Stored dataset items
───

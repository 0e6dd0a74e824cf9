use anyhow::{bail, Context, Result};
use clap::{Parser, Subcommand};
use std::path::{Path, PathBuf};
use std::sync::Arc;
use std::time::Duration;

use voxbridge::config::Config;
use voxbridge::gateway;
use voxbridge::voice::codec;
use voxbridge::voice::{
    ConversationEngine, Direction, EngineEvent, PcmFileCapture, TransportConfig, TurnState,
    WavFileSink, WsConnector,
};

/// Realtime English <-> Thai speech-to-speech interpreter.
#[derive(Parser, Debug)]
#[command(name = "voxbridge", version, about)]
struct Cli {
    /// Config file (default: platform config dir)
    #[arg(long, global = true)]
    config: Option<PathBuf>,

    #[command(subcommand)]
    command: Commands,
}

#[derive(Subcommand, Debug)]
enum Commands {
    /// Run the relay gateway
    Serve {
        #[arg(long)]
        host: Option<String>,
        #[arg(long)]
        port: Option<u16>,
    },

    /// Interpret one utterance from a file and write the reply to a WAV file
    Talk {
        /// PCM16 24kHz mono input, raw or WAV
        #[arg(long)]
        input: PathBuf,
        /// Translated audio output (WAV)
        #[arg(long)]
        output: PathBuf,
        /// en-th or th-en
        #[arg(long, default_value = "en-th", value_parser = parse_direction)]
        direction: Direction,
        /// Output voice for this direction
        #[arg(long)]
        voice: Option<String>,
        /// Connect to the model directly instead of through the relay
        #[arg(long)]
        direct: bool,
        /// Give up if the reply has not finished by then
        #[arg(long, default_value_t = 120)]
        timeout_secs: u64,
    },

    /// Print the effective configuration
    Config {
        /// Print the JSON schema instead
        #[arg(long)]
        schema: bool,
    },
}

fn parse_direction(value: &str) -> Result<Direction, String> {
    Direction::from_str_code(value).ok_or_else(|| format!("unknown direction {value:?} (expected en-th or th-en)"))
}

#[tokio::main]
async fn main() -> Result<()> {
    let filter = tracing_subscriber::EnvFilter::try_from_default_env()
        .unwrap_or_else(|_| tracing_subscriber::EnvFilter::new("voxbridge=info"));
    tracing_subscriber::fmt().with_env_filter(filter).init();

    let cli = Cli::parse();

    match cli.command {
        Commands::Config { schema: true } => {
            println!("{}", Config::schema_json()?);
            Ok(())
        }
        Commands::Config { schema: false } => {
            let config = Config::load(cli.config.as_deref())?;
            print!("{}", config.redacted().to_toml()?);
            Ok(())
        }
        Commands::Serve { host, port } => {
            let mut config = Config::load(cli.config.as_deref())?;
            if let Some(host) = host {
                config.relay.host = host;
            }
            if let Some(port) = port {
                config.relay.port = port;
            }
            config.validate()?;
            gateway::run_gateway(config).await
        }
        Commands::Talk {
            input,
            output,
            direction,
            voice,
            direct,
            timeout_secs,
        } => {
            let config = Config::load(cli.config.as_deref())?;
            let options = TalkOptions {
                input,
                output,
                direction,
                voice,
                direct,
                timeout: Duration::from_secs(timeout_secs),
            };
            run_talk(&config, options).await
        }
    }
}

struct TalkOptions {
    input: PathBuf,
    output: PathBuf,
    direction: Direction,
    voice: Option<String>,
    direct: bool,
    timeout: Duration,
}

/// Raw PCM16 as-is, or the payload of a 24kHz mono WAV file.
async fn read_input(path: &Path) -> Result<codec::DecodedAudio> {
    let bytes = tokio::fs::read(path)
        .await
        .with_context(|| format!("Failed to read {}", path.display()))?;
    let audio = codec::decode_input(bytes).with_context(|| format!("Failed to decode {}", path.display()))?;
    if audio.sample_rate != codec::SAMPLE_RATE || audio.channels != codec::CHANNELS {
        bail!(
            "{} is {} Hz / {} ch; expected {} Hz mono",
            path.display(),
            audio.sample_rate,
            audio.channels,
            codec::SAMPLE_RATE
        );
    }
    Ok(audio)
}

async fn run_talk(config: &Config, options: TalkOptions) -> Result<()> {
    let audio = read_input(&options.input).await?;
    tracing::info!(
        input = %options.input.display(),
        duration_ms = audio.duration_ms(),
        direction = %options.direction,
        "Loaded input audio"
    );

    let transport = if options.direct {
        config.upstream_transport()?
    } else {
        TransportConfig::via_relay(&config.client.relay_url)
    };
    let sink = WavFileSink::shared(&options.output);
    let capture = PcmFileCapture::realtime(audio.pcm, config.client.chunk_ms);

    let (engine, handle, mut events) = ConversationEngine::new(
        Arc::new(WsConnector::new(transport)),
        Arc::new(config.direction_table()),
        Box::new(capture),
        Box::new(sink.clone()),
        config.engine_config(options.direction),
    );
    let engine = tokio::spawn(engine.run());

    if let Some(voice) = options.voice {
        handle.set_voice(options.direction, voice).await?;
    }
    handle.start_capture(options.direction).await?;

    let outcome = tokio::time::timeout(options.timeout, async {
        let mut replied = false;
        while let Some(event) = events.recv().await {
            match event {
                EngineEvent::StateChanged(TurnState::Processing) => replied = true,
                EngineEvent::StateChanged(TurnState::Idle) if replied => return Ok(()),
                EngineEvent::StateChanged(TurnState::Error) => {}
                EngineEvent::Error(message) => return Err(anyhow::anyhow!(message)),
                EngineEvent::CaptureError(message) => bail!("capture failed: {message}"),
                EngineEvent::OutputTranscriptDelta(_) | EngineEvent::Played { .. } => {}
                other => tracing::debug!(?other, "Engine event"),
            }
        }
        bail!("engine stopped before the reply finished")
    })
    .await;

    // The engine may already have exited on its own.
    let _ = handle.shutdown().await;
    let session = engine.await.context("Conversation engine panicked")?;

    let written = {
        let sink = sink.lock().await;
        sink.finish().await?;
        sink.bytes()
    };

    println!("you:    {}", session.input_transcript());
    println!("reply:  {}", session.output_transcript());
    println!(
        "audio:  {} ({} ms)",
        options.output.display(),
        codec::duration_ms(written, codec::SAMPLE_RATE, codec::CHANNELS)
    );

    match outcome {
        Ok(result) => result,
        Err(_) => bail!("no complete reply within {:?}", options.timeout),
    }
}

───

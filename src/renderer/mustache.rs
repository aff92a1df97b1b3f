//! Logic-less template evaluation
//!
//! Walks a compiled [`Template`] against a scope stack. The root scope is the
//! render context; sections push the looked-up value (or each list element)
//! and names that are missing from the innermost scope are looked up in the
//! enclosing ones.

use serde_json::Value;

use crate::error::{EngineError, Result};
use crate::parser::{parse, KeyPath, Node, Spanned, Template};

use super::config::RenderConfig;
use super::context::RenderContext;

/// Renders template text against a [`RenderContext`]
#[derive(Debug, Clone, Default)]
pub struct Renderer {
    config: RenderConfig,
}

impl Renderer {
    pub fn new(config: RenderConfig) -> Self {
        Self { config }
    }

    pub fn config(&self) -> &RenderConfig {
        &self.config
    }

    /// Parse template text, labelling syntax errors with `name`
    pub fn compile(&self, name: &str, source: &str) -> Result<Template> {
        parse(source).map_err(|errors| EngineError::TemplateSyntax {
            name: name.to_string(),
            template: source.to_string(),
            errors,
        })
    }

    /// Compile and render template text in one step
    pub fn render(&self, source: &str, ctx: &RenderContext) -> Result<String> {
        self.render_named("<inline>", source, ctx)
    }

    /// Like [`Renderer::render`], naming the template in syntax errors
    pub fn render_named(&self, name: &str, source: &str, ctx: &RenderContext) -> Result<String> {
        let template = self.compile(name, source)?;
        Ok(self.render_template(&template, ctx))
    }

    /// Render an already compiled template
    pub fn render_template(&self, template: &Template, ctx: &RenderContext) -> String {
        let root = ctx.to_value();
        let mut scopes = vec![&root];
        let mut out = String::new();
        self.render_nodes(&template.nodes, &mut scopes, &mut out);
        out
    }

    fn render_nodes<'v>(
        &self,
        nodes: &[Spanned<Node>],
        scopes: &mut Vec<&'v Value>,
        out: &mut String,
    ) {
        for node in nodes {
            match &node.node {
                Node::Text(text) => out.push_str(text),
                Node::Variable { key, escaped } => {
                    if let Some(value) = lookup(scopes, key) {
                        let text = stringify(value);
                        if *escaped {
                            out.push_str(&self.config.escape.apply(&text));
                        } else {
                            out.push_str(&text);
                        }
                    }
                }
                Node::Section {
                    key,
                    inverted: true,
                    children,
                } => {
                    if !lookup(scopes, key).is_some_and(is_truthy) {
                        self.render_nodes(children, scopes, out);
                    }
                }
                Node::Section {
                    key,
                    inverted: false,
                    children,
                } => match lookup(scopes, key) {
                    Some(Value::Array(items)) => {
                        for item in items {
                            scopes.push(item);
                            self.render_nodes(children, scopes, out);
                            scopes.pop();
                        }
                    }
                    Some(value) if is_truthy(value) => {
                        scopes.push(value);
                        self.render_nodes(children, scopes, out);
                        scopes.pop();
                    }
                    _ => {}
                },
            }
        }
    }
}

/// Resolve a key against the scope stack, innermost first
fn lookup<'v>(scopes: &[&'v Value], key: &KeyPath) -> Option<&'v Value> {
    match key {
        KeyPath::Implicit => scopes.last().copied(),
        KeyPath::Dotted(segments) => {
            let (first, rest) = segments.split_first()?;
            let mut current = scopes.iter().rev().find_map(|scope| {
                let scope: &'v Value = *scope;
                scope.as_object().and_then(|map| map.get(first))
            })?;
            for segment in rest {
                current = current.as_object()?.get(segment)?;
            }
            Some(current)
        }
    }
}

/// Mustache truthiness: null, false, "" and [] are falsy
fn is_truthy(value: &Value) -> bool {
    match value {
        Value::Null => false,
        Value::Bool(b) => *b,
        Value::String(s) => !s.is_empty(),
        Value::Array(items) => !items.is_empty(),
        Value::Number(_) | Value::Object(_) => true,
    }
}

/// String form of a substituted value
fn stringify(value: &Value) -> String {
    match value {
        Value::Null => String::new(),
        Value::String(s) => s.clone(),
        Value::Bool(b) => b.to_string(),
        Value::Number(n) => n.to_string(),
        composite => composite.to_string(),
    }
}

───

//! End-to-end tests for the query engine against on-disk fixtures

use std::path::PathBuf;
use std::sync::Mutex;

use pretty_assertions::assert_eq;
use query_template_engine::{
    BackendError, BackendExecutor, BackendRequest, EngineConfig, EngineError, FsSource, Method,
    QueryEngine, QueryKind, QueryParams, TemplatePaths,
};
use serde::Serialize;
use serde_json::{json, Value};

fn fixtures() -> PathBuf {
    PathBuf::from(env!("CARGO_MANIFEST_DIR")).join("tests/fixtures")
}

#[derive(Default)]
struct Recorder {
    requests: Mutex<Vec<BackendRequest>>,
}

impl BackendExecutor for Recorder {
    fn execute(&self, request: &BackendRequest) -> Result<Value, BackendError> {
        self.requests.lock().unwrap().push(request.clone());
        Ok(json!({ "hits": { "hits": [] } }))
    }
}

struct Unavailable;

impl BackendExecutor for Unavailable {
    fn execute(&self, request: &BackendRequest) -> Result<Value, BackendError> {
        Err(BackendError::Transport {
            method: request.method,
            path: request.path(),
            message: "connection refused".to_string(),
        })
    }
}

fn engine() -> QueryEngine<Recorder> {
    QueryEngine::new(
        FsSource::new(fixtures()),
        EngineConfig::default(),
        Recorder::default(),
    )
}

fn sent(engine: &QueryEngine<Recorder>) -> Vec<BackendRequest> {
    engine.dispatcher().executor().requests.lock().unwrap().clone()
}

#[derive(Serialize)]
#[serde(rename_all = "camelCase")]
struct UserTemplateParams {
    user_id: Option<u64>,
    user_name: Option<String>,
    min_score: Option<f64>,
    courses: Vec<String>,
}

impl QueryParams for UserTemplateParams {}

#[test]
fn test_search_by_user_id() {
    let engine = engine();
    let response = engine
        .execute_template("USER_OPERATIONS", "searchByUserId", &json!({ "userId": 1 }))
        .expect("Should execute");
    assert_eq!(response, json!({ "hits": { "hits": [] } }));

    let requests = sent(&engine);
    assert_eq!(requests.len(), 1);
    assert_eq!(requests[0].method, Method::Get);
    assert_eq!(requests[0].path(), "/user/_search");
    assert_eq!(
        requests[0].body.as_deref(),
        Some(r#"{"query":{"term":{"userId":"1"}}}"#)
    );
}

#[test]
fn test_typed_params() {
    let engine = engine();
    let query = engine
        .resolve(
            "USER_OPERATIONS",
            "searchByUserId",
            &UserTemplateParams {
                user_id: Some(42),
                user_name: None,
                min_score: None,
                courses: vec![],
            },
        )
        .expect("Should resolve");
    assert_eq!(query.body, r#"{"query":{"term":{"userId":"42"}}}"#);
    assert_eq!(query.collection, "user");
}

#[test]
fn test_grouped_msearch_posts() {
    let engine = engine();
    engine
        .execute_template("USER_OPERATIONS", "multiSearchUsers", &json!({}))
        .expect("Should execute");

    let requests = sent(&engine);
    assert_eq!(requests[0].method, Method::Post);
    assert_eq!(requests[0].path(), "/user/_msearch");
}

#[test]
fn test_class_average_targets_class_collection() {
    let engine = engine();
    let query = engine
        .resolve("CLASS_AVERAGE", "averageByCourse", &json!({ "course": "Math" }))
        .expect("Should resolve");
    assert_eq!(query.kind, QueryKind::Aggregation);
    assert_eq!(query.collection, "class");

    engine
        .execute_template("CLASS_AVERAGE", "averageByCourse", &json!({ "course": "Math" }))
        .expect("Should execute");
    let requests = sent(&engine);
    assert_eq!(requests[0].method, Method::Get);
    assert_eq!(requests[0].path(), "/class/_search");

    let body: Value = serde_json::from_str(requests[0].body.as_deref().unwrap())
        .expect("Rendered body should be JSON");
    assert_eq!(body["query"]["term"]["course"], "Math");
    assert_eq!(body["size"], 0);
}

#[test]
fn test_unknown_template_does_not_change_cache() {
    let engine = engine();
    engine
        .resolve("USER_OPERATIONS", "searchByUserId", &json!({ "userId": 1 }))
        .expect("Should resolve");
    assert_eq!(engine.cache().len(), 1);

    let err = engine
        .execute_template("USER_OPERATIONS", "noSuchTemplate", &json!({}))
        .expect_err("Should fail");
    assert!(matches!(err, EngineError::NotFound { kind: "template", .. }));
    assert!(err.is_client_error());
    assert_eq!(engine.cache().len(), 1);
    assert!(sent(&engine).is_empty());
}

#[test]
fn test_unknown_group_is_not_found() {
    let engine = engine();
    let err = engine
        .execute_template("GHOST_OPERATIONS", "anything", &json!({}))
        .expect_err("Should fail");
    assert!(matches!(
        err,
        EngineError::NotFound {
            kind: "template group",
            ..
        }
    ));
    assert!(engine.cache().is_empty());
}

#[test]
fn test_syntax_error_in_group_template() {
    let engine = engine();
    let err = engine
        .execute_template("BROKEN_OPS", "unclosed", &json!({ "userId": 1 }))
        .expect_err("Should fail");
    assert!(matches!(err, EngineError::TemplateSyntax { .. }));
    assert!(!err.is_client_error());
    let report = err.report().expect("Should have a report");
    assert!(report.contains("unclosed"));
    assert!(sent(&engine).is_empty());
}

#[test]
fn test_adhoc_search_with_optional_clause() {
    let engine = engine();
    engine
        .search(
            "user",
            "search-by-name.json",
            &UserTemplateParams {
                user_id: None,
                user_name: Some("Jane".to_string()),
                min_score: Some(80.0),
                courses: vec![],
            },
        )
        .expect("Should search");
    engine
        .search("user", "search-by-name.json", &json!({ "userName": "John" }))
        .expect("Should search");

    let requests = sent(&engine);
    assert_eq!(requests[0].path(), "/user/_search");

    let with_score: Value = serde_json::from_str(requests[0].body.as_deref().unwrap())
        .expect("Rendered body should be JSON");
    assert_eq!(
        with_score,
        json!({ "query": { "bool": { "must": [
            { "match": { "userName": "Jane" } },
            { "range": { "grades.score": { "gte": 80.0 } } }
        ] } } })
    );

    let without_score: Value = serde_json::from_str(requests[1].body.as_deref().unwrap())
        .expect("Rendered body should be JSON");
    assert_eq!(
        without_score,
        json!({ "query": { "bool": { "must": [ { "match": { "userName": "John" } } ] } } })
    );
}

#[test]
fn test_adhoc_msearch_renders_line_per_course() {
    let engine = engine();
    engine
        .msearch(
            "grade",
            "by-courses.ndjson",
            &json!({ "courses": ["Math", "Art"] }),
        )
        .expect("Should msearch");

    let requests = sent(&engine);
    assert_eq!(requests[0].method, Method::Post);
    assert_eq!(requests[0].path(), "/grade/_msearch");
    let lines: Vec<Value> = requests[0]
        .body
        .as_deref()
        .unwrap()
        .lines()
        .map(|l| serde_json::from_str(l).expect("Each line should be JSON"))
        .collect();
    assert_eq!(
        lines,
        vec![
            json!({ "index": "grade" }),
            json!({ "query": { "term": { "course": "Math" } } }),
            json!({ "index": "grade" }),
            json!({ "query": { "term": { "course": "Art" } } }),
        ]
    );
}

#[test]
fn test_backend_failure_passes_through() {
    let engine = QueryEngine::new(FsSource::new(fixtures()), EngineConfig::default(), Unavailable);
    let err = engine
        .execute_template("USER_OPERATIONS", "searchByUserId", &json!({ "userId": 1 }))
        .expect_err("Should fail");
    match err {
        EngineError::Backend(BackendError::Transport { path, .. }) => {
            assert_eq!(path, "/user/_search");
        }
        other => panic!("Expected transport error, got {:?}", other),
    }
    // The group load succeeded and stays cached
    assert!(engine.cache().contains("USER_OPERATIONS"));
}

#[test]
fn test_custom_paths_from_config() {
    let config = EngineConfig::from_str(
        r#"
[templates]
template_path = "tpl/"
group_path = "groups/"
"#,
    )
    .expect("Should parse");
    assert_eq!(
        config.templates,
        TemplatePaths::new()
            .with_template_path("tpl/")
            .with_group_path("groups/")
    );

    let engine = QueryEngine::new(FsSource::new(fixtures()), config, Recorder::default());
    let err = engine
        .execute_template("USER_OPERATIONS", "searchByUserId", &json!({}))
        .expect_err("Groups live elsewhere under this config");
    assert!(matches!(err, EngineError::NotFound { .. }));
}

───

Activity =
Which lines of the data contain the string "TalkOptions"? Copy each of them.

The answer =
            let options = TalkOptions {
struct TalkOptions {
async fn run_talk(config: &Config, options: TalkOptions) -> Result<()> {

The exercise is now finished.